Collected data

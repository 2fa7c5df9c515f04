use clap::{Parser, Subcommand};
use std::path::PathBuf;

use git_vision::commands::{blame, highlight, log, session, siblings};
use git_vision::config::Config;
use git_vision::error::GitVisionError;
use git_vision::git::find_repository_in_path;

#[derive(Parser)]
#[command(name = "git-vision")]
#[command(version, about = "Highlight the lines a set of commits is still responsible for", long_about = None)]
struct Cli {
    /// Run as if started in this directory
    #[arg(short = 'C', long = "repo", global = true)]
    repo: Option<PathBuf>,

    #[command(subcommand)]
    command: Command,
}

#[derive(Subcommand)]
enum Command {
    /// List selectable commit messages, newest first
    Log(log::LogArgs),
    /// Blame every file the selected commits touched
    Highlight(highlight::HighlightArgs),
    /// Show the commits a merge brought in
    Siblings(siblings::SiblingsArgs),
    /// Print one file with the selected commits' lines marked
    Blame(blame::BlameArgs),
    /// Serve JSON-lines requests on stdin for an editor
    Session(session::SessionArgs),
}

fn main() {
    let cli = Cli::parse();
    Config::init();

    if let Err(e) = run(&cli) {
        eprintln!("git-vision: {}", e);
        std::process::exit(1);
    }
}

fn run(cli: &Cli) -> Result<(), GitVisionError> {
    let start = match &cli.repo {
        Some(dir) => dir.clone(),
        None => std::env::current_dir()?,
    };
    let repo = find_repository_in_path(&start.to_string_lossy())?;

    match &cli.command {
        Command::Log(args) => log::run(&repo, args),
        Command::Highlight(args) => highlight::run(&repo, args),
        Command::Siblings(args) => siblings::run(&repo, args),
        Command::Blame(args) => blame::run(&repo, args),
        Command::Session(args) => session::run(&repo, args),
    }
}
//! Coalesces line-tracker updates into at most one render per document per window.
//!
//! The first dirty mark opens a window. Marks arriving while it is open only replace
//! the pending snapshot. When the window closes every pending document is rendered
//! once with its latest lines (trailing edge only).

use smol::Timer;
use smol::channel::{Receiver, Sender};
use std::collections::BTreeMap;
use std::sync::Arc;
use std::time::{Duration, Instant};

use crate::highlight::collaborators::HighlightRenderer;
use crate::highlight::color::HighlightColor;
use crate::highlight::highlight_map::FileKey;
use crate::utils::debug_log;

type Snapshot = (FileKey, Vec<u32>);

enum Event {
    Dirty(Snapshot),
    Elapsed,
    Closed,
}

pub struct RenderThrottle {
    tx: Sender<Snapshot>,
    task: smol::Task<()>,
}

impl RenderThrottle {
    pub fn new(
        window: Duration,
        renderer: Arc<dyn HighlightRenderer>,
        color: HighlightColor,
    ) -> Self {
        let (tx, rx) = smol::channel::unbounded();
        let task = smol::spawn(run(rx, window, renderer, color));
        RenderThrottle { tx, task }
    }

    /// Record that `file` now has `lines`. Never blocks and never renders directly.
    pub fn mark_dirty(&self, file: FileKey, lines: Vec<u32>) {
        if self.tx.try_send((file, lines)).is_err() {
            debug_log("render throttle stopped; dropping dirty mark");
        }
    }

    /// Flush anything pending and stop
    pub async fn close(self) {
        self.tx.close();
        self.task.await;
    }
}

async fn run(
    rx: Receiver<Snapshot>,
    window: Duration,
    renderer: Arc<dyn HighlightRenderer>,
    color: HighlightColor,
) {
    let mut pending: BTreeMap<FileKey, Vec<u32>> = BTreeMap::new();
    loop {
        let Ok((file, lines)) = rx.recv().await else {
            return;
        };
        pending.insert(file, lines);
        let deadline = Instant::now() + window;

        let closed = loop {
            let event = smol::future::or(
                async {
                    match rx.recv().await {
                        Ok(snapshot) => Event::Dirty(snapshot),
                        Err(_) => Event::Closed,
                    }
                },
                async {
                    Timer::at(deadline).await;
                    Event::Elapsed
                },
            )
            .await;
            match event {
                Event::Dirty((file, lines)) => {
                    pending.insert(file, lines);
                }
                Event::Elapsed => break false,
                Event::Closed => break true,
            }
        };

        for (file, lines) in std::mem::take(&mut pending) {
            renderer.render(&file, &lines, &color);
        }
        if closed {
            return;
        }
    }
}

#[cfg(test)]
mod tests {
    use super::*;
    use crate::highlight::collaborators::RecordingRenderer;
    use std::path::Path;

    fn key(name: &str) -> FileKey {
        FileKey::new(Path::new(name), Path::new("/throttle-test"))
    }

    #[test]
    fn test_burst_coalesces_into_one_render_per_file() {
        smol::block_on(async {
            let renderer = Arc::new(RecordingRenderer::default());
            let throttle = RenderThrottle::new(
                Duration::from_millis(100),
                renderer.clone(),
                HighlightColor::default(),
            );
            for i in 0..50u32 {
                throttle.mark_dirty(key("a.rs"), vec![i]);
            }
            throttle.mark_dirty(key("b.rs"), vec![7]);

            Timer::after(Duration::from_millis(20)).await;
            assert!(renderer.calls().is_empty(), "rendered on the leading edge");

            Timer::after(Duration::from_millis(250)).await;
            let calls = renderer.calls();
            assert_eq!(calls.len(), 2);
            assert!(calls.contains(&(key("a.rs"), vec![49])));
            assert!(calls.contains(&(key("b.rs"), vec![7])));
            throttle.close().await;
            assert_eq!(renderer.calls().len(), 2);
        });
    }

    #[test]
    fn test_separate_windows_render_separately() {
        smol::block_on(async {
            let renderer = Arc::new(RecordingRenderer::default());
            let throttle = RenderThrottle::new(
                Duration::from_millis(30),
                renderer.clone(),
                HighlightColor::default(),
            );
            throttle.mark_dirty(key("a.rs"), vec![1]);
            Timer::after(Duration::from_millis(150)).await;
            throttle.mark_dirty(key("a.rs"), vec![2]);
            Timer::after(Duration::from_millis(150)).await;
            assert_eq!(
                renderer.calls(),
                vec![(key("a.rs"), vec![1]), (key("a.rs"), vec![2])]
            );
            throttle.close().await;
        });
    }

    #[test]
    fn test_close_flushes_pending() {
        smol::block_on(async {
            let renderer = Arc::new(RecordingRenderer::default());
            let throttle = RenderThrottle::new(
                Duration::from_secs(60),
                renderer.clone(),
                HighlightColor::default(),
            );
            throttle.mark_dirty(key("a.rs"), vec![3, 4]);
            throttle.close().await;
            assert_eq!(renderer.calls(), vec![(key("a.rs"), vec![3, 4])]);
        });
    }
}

What you will do: Would you please output every record again, exactly?

Expected answer:
repository 2fa7c5df9c515f04
use clap::{Parser, Subcommand};
use std::path::PathBuf;

use git_vision::commands::{blame, highlight, log, session, siblings};
use git_vision::config::Config;
use git_vision::error::GitVisionError;
use git_vision::git::find_repository_in_path;

#[derive(Parser)]
#[command(name = "git-vision")]
#[command(version, about = "Highlight the lines a set of commits is still responsible for", long_about = None)]
struct Cli {
    /// Run as if started in this directory
    #[arg(short = 'C', long = "repo", global = true)]
    repo: Option<PathBuf>,

    #[command(subcommand)]
    command: Command,
}

#[derive(Subcommand)]
enum Command {
    /// List selectable commit messages, newest first
    Log(log::LogArgs),
    /// Blame every file the selected commits touched
    Highlight(highlight::HighlightArgs),
    /// Show the commits a merge brought in
    Siblings(siblings::SiblingsArgs),
    /// Print one file with the selected commits' lines marked
    Blame(blame::BlameArgs),
    /// Serve JSON-lines requests on stdin for an editor
    Session(session::SessionArgs),
}

fn main() {
    let cli = Cli::parse();
    Config::init();

    if let Err(e) = run(&cli) {
        eprintln!("git-vision: {}", e);
        std::process::exit(1);
    }
}

fn run(cli: &Cli) -> Result<(), GitVisionError> {
    let start = match &cli.repo {
        Some(dir) => dir.clone(),
        None => std::env::current_dir()?,
    };
    let repo = find_repository_in_path(&start.to_string_lossy())?;

    match &cli.command {
        Command::Log(args) => log::run(&repo, args),
        Command::Highlight(args) => highlight::run(&repo, args),
        Command::Siblings(args) => siblings::run(&repo, args),
        Command::Blame(args) => blame::run(&repo, args),
        Command::Session(args) => session::run(&repo, args),
    }
}
//! Coalesces line-tracker updates into at most one render per document per window.
//!
//! The first dirty mark opens a window. Marks arriving while it is open only replace
//! the pending snapshot. When the window closes every pending document is rendered
//! once with its latest lines (trailing edge only).

use smol::Timer;
use smol::channel::{Receiver, Sender};
use std::collections::BTreeMap;
use std::sync::Arc;
use std::time::{Duration, Instant};

use crate::highlight::collaborators::HighlightRenderer;
use crate::highlight::color::HighlightColor;
use crate::highlight::highlight_map::FileKey;
use crate::utils::debug_log;

type Snapshot = (FileKey, Vec<u32>);

enum Event {
    Dirty(Snapshot),
    Elapsed,
    Closed,
}

pub struct RenderThrottle {
    tx: Sender<Snapshot>,
    task: smol::Task<()>,
}

impl RenderThrottle {
    pub fn new(
        window: Duration,
        renderer: Arc<dyn HighlightRenderer>,
        color: HighlightColor,
    ) -> Self {
        let (tx, rx) = smol::channel::unbounded();
        let task = smol::spawn(run(rx, window, renderer, color));
        RenderThrottle { tx, task }
    }

    /// Record that `file` now has `lines`. Never blocks and never renders directly.
    pub fn mark_dirty(&self, file: FileKey, lines: Vec<u32>) {
        if self.tx.try_send((file, lines)).is_err() {
            debug_log("render throttle stopped; dropping dirty mark");
        }
    }

    /// Flush anything pending and stop
    pub async fn close(self) {
        self.tx.close();
        self.task.await;
    }
}

async fn run(
    rx: Receiver<Snapshot>,
    window: Duration,
    renderer: Arc<dyn HighlightRenderer>,
    color: HighlightColor,
) {
    let mut pending: BTreeMap<FileKey, Vec<u32>> = BTreeMap::new();
    loop {
        let Ok((file, lines)) = rx.recv().await else {
            return;
        };
        pending.insert(file, lines);
        let deadline = Instant::now() + window;

        let closed = loop {
            let event = smol::future::or(
                async {
                    match rx.recv().await {
                        Ok(snapshot) => Event::Dirty(snapshot),
                        Err(_) => Event::Closed,
                    }
                },
                async {
                    Timer::at(deadline).await;
                    Event::Elapsed
                },
            )
            .await;
            match event {
                Event::Dirty((file, lines)) => {
                    pending.insert(file, lines);
                }
                Event::Elapsed => break false,
                Event::Closed => break true,
            }
        };

        for (file, lines) in std::mem::take(&mut pending) {
            renderer.render(&file, &lines, &color);
        }
        if closed {
            return;
        }
    }
}

#[cfg(test)]
mod tests {
    use super::*;
    use crate::highlight::collaborators::RecordingRenderer;
    use std::path::Path;

    fn key(name: &str) -> FileKey {
        FileKey::new(Path::new(name), Path::new("/throttle-test"))
    }

    #[test]
    fn test_burst_coalesces_into_one_render_per_file() {
        smol::block_on(async {
            let renderer = Arc::new(RecordingRenderer::default());
            let throttle = RenderThrottle::new(
                Duration::from_millis(100),
                renderer.clone(),
                HighlightColor::default(),
            );
            for i in 0..50u32 {
                throttle.mark_dirty(key("a.rs"), vec![i]);
            }
            throttle.mark_dirty(key("b.rs"), vec![7]);

            Timer::after(Duration::from_millis(20)).await;
            assert!(renderer.calls().is_empty(), "rendered on the leading edge");

            Timer::after(Duration::from_millis(250)).await;
            let calls = renderer.calls();
            assert_eq!(calls.len(), 2);
            assert!(calls.contains(&(key("a.rs"), vec![49])));
            assert!(calls.contains(&(key("b.rs"), vec![7])));
            throttle.close().await;
            assert_eq!(renderer.calls().len(), 2);
        });
    }

    #[test]
    fn test_separate_windows_render_separately() {
        smol::block_on(async {
            let renderer = Arc::new(RecordingRenderer::default());
            let throttle = RenderThrottle::new(
                Duration::from_millis(30),
                renderer.clone(),
                HighlightColor::default(),
            );
            throttle.mark_dirty(key("a.rs"), vec![1]);
            Timer::after(Duration::from_millis(150)).await;
            throttle.mark_dirty(key("a.rs"), vec![2]);
            Timer::after(Duration::from_millis(150)).await;
            assert_eq!(
                renderer.calls(),
                vec![(key("a.rs"), vec![1]), (key("a.rs"), vec![2])]
            );
            throttle.close().await;
        });
    }

    #[test]
    fn test_close_flushes_pending() {
        smol::block_on(async {
            let renderer = Arc::new(RecordingRenderer::default());
            let throttle = RenderThrottle::new(
                Duration::from_secs(60),
                renderer.clone(),
                HighlightColor::default(),
            );
            throttle.mark_dirty(key("a.rs"), vec![3, 4]);
            throttle.close().await;
            assert_eq!(renderer.calls(), vec![(key("a.rs"), vec![3, 4])]);
        });
    }
}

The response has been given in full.